Terenzo: I don't mean to namedrop, but...
You might be thinking, why on earth would you aim for an Olympic berth in a sport you know nothing about? Well, that's kind of it. When I set my sights on an Olympic 400m freestyle gold (so long ago I couldn't even tell you the year), I think I'd raced over the distance once. My best event was the 100m backstroke - and would be for some years - until 2002 I believe, when I had my swansong of sorts at the European Championships. I've still not gone faster in said event. I was very green, and I thought the best way to get through a training session was to hide my swimming coach's jandals when he threw them at me for not completing sets. I was a nightmare.
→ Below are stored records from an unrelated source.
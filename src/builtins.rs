//! Native words. The table is fixed at compile time; a declaration can shadow
//! a name inside its frame but never removes it from here.

use tracing::debug;

use crate::{
    diagnostics::{Diagnostic, Result},
    environment::FrameId,
    runtime::Interpreter,
    value::{Value, ValueKind},
};

type Callback = fn(&mut Interpreter, FrameId) -> Result<()>;

pub struct Builtin {
    pub name: &'static str,
    pub arity: usize,
    callback: Callback,
}

impl Builtin {
    const fn new(name: &'static str, arity: usize, callback: Callback) -> Self {
        Self {
            name,
            arity,
            callback,
        }
    }

    /// Checks the stack holds `arity` values, then runs the word.
    pub fn call(&self, interpreter: &mut Interpreter, frame: FrameId) -> Result<()> {
        let depth = interpreter.stack_of(frame).len();
        if depth < self.arity {
            return Err(Diagnostic::runtime(format!(
                "Expected {} items on stack but got {depth}",
                self.arity
            ))
            .with_note(format!("while calling `{}`", self.name))
            .into());
        }
        debug!(word = self.name, frame, depth, "calling builtin");
        (self.callback)(interpreter, frame)
    }
}

pub static BUILTINS: [Builtin; 13] = [
    Builtin::new("+", 2, add),
    Builtin::new("-", 2, sub),
    Builtin::new("*", 2, mul),
    Builtin::new("/", 2, div),
    Builtin::new("%", 2, rem),
    Builtin::new("dup", 1, dup),
    Builtin::new("swap", 2, swap),
    Builtin::new("rot", 3, rot),
    Builtin::new("drop", 1, drop_top),
    Builtin::new("\\", 1, run_quotation),
    Builtin::new("stack", 0, print_stack),
    Builtin::new(".", 1, print_top),
    Builtin::new("clear", 0, clear),
];

pub fn lookup(name: &str) -> Option<&'static Builtin> {
    BUILTINS.iter().find(|builtin| builtin.name == name)
}

#[derive(Debug, Clone, Copy, PartialEq, Eq)]
enum Arith {
    Add,
    Sub,
    Mul,
    Div,
    Rem,
}

impl Arith {
    fn symbol(self) -> &'static str {
        match self {
            Arith::Add => "+",
            Arith::Sub => "-",
            Arith::Mul => "*",
            Arith::Div => "/",
            Arith::Rem => "%",
        }
    }
}

fn add(interpreter: &mut Interpreter, frame: FrameId) -> Result<()> {
    binary(interpreter, frame, Arith::Add)
}

fn sub(interpreter: &mut Interpreter, frame: FrameId) -> Result<()> {
    binary(interpreter, frame, Arith::Sub)
}

fn mul(interpreter: &mut Interpreter, frame: FrameId) -> Result<()> {
    binary(interpreter, frame, Arith::Mul)
}

fn div(interpreter: &mut Interpreter, frame: FrameId) -> Result<()> {
    binary(interpreter, frame, Arith::Div)
}

fn rem(interpreter: &mut Interpreter, frame: FrameId) -> Result<()> {
    binary(interpreter, frame, Arith::Rem)
}

/// `b a OP` computes `b OP a`. The operands stay on the stack if the
/// operation fails.
fn binary(interpreter: &mut Interpreter, frame: FrameId, op: Arith) -> Result<()> {
    let stack = interpreter.stack_mut(frame);
    let len = stack.len();
    let result = arithmetic(op, &stack[len - 2], &stack[len - 1])?;
    stack.truncate(len - 2);
    stack.push(result);
    Ok(())
}

fn arithmetic(op: Arith, left: &Value, right: &Value) -> std::result::Result<Value, Diagnostic> {
    match (left.kind(), right.kind()) {
        (ValueKind::Int(l), ValueKind::Int(r)) => int_arithmetic(op, *l, *r),
        (ValueKind::Int(_) | ValueKind::Float(_), ValueKind::Int(_) | ValueKind::Float(_)) => {
            float_arithmetic(op, to_f64(left), to_f64(right))
        }
        (ValueKind::String(l), ValueKind::String(r)) if op == Arith::Add => {
            Ok(Value::string(format!("{l}{r}")))
        }
        (ValueKind::Sequence(l), ValueKind::Sequence(r)) if op == Arith::Add => {
            Ok(Value::sequence(l.iter().chain(r).cloned().collect()))
        }
        _ => Err(Diagnostic::runtime(format!(
            "unsupported operand types for {}: {} and {}",
            op.symbol(),
            left.type_name(),
            right.type_name()
        ))),
    }
}

fn to_f64(value: &Value) -> f64 {
    match value.kind() {
        ValueKind::Int(n) => *n as f64,
        ValueKind::Float(n) => *n,
        _ => f64::NAN,
    }
}

fn int_arithmetic(op: Arith, l: i64, r: i64) -> std::result::Result<Value, Diagnostic> {
    if matches!(op, Arith::Div | Arith::Rem) && r == 0 {
        return Err(division_by_zero(op));
    }
    let result = match op {
        Arith::Add => l.checked_add(r),
        Arith::Sub => l.checked_sub(r),
        Arith::Mul => l.checked_mul(r),
        Arith::Div => match l.checked_rem(r) {
            Some(0) => l.checked_div(r),
            Some(_) => return Ok(Value::float(l as f64 / r as f64)),
            None => None,
        },
        Arith::Rem => l.checked_rem(r).map(|m| floor_adjust(m, r)),
    };
    result.map(Value::int).ok_or_else(|| {
        Diagnostic::runtime(format!("integer overflow in {l} {r} {}", op.symbol()))
    })
}

fn floor_adjust(m: i64, divisor: i64) -> i64 {
    if m != 0 && (m < 0) != (divisor < 0) {
        m + divisor
    } else {
        m
    }
}

fn float_arithmetic(op: Arith, l: f64, r: f64) -> std::result::Result<Value, Diagnostic> {
    if matches!(op, Arith::Div | Arith::Rem) && r == 0.0 {
        return Err(division_by_zero(op));
    }
    let result = match op {
        Arith::Add => l + r,
        Arith::Sub => l - r,
        Arith::Mul => l * r,
        Arith::Div => l / r,
        Arith::Rem => {
            let m = l % r;
            if m != 0.0 && (m < 0.0) != (r < 0.0) {
                m + r
            } else {
                m
            }
        }
    };
    Ok(Value::float(result))
}

fn division_by_zero(op: Arith) -> Diagnostic {
    let what = if op == Arith::Div { "division" } else { "modulo" };
    Diagnostic::runtime(format!("{what} by zero"))
}

fn dup(interpreter: &mut Interpreter, frame: FrameId) -> Result<()> {
    let stack = interpreter.stack_mut(frame);
    if let Some(top) = stack.last().cloned() {
        stack.push(top);
    }
    Ok(())
}

fn swap(interpreter: &mut Interpreter, frame: FrameId) -> Result<()> {
    let stack = interpreter.stack_mut(frame);
    let len = stack.len();
    stack.swap(len - 1, len - 2);
    Ok(())
}

/// `c b a` becomes `b a c`.
fn rot(interpreter: &mut Interpreter, frame: FrameId) -> Result<()> {
    let stack = interpreter.stack_mut(frame);
    let len = stack.len();
    stack[len - 3..].rotate_left(1);
    Ok(())
}

fn drop_top(interpreter: &mut Interpreter, frame: FrameId) -> Result<()> {
    interpreter.stack_mut(frame).pop();
    Ok(())
}

fn run_quotation(interpreter: &mut Interpreter, frame: FrameId) -> Result<()> {
    let expr = match interpreter.stack_of(frame).last() {
        Some(top) => match top.as_quotation() {
            Some(expr) => expr.clone(),
            None => {
                return Err(Diagnostic::runtime(format!(
                    "Expected quotation but got {}",
                    top.type_name()
                ))
                .into());
            }
        },
        None => return Ok(()),
    };
    interpreter.stack_mut(frame).pop();
    interpreter.eval_expr(frame, &expr)
}

fn print_stack(interpreter: &mut Interpreter, frame: FrameId) -> Result<()> {
    interpreter.print_stack(frame)
}

fn print_top(interpreter: &mut Interpreter, frame: FrameId) -> Result<()> {
    interpreter.print_top(frame)
}

fn clear(interpreter: &mut Interpreter, frame: FrameId) -> Result<()> {
    interpreter.stack_mut(frame).clear();
    Ok(())
}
At that time, colour co-ordinating my goggles, cap and swimsuit was more important to me than how fast I could swim 12x400. I guess being this way is good. You can only go up.
I feel like I'm kind of at that stage now with cycling. I know how to race mountain bikes - pretty well, actually, and I'm still in the "if I get my Garmin helmet, I'll become a world champion instantly" mindset. Well, to some extent. I'm better off now, for having been to an Olympics. I know it's not going to be some sort of 40km/hr descent down Easy Street onto the podium. I want to be a pursuiter, and I've never even ridden on a proper velodrome. Or on a track bike. In some sporting circles here in New Zealand, I'm not the most respected girl because of my nature to chop and change sports (swimming, gymnastics, track & field, triathlon...), but I refuse to be held back because of it. I've said before that "all I need to do is win every single race until the Olympics, get selected, then win that too."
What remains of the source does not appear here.